What lines in the records include the string "StudentDetails"? Return each one.

* _DATA FOR THIS EXERCISE_
*** Block opens ***

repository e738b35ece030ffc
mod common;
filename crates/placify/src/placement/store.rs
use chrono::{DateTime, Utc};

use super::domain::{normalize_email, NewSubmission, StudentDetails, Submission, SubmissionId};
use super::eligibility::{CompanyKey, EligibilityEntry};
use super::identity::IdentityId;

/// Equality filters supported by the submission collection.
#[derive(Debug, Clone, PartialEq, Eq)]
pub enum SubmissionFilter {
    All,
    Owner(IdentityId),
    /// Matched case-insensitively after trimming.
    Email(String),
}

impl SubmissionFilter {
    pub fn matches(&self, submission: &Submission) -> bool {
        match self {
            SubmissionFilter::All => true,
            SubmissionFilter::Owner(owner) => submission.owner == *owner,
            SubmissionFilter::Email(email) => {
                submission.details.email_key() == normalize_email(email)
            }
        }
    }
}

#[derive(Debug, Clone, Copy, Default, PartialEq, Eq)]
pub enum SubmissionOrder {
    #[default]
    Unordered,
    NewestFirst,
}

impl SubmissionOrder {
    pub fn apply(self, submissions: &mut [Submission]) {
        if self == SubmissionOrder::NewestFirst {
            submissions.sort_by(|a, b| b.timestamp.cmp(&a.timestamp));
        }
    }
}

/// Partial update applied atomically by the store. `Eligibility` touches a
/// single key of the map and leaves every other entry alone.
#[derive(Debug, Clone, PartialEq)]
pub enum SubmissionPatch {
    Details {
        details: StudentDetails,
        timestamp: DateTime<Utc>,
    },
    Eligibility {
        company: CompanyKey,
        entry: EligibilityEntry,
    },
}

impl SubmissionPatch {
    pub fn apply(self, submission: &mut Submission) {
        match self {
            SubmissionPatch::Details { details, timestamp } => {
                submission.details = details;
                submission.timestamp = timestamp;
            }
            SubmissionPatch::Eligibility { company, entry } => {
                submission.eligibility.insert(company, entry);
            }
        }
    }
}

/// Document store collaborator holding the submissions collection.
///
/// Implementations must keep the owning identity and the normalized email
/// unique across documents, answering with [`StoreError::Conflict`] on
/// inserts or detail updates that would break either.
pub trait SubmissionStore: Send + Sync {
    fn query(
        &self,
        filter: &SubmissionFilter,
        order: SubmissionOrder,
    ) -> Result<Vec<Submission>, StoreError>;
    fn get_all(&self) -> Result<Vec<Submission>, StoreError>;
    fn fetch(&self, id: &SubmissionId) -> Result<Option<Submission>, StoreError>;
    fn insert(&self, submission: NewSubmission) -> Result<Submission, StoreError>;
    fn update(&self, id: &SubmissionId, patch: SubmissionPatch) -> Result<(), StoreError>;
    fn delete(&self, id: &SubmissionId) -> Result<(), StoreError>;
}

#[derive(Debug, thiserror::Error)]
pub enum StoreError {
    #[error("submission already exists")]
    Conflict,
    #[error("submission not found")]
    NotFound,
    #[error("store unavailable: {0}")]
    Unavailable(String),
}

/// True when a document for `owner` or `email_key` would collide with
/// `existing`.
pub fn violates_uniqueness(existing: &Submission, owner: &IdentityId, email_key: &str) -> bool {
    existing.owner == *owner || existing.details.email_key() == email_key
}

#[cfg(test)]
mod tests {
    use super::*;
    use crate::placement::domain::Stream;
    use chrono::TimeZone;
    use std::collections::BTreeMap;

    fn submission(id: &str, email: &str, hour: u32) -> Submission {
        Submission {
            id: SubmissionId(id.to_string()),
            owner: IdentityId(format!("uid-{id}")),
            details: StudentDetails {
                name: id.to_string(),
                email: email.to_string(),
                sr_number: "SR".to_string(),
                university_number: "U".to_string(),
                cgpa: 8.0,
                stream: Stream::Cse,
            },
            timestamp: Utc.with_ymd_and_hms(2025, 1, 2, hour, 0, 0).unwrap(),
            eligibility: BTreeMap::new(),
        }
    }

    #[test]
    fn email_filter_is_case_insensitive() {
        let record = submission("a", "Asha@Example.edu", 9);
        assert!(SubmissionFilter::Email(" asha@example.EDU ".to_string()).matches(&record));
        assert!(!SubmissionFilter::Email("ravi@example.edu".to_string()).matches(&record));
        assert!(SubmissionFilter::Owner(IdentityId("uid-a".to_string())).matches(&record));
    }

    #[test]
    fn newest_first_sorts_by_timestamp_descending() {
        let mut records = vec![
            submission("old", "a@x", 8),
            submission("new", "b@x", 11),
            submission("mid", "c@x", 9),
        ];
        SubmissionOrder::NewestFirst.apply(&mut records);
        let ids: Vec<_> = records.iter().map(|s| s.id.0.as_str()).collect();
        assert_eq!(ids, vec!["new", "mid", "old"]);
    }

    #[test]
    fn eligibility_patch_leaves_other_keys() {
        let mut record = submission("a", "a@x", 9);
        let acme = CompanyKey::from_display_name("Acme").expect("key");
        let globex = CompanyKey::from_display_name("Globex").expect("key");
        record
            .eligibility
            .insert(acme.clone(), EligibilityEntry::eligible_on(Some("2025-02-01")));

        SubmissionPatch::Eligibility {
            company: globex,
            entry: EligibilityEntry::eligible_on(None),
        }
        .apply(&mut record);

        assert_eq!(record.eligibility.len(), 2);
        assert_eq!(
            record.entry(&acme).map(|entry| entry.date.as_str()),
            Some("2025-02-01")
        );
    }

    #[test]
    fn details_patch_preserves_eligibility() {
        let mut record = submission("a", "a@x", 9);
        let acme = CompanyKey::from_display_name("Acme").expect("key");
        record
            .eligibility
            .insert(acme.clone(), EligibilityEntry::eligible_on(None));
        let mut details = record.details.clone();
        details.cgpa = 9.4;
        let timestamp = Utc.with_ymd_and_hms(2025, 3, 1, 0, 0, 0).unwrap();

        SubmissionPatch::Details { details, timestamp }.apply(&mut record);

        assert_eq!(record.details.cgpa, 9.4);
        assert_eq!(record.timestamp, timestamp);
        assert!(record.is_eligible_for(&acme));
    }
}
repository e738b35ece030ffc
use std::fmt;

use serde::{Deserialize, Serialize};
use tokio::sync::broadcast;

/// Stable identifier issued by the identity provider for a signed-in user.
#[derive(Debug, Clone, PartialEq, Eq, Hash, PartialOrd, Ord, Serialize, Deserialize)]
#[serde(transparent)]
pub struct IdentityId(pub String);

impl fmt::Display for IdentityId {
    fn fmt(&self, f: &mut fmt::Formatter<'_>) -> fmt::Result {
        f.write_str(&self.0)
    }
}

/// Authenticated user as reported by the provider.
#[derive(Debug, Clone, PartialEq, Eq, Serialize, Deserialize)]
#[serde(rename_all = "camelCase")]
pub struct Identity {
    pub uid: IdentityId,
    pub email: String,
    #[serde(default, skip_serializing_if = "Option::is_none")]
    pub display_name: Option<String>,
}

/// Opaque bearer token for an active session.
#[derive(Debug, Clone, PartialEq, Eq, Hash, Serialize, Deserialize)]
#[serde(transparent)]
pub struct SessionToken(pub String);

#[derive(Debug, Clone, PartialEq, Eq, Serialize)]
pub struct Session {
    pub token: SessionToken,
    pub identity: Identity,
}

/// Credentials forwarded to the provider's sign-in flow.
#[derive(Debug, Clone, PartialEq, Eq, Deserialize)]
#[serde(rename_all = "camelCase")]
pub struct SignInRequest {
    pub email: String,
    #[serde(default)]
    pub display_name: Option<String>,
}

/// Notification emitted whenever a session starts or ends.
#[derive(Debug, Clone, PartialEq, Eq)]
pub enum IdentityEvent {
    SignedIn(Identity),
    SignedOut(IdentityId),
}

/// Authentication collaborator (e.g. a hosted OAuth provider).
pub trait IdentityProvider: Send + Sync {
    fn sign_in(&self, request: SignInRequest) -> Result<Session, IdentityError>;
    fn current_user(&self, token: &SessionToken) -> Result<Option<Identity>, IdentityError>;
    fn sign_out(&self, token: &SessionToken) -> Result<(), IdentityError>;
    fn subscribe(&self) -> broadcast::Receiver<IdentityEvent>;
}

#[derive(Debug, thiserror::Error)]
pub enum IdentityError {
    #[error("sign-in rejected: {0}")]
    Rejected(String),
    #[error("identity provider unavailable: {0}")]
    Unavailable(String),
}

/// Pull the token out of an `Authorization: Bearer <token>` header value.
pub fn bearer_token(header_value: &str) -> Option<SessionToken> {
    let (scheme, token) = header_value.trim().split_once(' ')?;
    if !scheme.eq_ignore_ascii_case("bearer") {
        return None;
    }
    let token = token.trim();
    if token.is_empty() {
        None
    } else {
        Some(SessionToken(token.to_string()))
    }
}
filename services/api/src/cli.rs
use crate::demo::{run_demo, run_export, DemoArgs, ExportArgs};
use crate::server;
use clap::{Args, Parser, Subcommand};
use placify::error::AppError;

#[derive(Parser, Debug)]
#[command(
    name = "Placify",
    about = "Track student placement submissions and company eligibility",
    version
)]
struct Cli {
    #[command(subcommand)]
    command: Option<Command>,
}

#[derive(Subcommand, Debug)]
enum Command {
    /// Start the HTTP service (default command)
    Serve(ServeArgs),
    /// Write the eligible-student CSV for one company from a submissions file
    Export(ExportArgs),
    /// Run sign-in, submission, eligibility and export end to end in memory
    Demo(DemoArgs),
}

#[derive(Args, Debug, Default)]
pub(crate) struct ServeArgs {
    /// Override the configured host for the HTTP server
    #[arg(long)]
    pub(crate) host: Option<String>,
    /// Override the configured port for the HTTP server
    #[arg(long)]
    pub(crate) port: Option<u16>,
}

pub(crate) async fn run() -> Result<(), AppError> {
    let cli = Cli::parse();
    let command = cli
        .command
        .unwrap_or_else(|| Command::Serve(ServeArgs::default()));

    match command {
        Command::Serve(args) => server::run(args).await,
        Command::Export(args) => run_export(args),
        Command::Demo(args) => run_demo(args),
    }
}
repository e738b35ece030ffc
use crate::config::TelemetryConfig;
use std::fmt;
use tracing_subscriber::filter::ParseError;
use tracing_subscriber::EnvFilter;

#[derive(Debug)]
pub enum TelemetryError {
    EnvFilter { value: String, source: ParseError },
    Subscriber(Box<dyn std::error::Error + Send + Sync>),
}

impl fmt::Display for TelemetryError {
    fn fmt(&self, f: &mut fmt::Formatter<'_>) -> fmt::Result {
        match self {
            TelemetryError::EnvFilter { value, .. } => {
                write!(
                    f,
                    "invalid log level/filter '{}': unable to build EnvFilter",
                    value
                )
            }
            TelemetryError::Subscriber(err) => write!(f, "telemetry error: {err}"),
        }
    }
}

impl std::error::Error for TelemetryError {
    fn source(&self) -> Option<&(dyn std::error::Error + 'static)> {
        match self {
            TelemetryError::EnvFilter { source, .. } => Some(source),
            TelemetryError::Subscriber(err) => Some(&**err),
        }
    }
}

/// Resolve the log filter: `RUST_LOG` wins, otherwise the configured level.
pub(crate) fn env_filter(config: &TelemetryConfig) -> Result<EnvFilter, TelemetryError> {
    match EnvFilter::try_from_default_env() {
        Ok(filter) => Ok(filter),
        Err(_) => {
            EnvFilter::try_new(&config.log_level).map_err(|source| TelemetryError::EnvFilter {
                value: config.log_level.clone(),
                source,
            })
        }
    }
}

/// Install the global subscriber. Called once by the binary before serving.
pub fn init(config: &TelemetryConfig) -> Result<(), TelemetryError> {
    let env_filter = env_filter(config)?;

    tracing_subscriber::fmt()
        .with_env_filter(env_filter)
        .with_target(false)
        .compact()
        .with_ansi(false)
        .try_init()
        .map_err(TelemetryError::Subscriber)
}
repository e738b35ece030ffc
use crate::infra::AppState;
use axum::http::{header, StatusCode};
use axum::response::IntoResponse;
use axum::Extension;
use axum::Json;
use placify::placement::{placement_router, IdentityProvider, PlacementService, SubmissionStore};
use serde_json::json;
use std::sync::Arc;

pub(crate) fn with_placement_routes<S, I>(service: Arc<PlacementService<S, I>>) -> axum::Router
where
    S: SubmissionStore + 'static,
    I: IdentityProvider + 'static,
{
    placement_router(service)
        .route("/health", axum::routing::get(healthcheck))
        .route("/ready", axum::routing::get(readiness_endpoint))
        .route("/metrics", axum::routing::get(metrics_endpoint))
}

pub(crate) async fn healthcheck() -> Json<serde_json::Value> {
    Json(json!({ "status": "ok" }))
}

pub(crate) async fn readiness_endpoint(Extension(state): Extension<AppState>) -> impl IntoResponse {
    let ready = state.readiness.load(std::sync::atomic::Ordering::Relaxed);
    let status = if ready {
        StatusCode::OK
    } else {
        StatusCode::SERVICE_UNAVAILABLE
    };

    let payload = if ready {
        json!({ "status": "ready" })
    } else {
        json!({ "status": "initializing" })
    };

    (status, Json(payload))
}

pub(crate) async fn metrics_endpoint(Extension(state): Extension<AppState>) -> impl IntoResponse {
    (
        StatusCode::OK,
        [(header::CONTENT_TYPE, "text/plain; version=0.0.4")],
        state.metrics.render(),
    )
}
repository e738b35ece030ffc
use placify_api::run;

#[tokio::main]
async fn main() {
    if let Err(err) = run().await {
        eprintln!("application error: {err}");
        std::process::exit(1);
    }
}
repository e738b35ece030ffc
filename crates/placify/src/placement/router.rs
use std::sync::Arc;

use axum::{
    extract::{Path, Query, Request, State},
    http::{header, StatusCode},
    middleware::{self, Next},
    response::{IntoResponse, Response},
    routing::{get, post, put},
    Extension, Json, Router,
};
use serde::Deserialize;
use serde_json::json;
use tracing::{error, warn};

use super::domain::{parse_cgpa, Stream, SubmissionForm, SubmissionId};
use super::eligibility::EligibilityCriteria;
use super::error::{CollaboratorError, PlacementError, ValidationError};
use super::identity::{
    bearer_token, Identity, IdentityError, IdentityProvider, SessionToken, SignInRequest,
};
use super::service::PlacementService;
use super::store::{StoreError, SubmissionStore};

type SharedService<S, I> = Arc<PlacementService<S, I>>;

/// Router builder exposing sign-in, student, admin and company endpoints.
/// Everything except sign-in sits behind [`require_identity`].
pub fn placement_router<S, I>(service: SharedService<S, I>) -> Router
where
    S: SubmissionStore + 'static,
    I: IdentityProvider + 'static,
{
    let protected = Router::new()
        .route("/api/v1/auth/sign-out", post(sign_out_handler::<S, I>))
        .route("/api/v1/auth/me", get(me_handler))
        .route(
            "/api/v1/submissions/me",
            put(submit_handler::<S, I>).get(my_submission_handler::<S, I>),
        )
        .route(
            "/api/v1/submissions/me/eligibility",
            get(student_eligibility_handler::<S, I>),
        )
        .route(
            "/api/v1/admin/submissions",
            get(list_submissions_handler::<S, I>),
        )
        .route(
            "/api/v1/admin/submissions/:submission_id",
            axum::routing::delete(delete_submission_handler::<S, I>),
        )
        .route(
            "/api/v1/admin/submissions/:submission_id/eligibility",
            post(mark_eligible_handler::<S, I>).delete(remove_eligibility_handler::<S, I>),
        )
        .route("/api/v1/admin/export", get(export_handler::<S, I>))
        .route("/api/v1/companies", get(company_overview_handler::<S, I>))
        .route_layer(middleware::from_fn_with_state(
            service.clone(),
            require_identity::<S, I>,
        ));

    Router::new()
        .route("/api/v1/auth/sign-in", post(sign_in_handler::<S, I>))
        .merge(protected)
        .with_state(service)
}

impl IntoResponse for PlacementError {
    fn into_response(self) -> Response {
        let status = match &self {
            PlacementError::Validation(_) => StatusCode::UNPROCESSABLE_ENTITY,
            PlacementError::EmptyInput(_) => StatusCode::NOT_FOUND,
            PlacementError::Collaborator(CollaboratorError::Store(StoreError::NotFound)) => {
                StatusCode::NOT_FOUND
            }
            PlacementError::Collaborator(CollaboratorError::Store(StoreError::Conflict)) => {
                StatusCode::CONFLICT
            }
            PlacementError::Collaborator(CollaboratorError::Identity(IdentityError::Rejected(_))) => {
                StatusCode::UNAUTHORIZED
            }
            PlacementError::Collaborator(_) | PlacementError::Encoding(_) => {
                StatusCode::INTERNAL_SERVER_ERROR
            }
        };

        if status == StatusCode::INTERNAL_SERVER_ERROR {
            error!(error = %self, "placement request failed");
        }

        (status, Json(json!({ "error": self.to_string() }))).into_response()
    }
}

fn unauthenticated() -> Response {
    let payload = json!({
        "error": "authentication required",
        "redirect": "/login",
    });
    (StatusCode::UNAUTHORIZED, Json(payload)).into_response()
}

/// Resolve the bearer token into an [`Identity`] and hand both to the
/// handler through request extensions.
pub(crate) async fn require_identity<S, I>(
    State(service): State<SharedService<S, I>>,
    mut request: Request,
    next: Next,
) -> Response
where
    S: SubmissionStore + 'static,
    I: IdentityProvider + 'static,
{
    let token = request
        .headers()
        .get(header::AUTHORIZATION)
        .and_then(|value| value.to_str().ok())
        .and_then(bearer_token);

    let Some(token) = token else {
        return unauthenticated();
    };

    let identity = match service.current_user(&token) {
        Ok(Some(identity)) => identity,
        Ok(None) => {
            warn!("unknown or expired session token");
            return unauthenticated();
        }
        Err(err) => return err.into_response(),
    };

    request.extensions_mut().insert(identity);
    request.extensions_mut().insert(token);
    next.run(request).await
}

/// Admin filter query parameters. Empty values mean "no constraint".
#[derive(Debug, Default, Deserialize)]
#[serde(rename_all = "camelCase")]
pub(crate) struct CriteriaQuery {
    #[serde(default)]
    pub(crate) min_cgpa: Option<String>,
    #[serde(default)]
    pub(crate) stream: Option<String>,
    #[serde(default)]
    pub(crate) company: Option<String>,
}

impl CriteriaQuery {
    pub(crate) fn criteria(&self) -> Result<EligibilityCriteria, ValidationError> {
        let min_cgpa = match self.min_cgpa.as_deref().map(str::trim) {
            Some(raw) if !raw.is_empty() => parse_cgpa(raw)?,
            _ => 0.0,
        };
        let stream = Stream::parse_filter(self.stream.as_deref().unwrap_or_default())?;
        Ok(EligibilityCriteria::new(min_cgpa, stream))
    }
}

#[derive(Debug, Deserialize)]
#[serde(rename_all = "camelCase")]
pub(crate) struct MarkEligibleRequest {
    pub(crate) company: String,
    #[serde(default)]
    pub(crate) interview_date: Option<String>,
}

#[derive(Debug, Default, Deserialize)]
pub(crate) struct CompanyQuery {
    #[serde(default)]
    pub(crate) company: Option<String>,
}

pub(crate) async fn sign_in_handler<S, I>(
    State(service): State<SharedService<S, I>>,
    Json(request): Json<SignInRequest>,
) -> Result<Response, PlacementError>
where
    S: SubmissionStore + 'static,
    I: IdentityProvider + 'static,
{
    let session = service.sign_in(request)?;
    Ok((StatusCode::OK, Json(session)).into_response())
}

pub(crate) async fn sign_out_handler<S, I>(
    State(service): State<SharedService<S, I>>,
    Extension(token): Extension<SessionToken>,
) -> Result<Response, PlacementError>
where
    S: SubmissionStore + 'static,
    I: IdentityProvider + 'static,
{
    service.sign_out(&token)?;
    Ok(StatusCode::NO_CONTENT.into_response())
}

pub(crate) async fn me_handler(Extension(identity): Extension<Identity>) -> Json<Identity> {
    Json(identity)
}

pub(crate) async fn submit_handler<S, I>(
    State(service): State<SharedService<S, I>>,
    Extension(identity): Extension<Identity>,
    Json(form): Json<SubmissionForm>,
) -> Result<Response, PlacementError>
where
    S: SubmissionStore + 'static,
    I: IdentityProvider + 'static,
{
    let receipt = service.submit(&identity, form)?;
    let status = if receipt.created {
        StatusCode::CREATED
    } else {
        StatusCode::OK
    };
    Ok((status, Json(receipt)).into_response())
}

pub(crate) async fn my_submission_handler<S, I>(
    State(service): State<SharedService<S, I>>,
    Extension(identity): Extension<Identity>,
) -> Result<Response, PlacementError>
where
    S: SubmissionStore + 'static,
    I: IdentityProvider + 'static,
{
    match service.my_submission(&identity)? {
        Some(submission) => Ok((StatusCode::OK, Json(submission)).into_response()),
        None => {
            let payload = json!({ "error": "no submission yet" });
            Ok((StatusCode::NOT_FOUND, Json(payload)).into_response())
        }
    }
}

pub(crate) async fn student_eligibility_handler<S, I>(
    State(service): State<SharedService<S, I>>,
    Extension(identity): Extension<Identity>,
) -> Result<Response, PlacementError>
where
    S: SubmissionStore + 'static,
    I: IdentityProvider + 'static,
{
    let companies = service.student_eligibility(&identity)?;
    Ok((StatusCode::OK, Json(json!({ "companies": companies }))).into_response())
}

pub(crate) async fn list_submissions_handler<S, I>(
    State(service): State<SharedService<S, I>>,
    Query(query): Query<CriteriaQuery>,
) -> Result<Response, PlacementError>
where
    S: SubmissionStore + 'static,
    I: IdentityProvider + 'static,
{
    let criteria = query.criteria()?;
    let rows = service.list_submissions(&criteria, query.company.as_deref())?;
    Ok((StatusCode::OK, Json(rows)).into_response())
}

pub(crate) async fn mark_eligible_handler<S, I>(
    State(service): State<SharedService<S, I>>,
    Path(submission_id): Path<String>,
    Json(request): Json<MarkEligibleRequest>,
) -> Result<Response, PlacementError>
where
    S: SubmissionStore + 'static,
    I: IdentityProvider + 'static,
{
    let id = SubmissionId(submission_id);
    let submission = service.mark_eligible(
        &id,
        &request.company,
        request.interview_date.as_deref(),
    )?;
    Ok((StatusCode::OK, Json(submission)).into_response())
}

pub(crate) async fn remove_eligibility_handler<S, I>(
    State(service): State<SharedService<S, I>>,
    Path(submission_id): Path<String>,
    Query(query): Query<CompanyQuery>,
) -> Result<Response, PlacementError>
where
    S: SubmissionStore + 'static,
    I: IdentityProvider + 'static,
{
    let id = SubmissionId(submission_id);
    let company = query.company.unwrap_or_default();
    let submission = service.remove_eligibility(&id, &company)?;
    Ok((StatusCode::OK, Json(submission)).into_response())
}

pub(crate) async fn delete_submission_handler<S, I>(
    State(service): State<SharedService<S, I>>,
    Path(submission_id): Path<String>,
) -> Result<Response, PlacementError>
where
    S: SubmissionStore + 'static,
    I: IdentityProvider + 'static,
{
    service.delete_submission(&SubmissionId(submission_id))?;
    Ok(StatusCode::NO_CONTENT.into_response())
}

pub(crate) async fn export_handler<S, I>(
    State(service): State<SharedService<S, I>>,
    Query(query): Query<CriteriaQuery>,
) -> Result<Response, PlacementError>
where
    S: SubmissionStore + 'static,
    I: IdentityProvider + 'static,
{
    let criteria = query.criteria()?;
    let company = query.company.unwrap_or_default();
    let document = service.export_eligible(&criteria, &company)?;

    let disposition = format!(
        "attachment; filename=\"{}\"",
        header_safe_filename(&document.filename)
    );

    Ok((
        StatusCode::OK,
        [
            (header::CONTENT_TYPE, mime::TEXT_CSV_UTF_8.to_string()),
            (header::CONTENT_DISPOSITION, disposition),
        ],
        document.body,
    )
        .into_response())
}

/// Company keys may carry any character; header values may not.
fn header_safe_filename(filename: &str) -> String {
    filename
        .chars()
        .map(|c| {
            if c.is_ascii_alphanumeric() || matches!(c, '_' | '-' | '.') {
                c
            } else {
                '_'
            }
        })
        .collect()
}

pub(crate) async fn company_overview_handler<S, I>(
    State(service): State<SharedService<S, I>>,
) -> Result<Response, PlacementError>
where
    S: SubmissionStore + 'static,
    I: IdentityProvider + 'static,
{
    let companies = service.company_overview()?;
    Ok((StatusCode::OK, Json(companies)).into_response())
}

*** Block closes ***

* _YOUR RESPONSE_
use super::domain::{normalize_email, NewSubmission, StudentDetails, Submission, SubmissionId};
        details: StudentDetails,
            details: StudentDetails {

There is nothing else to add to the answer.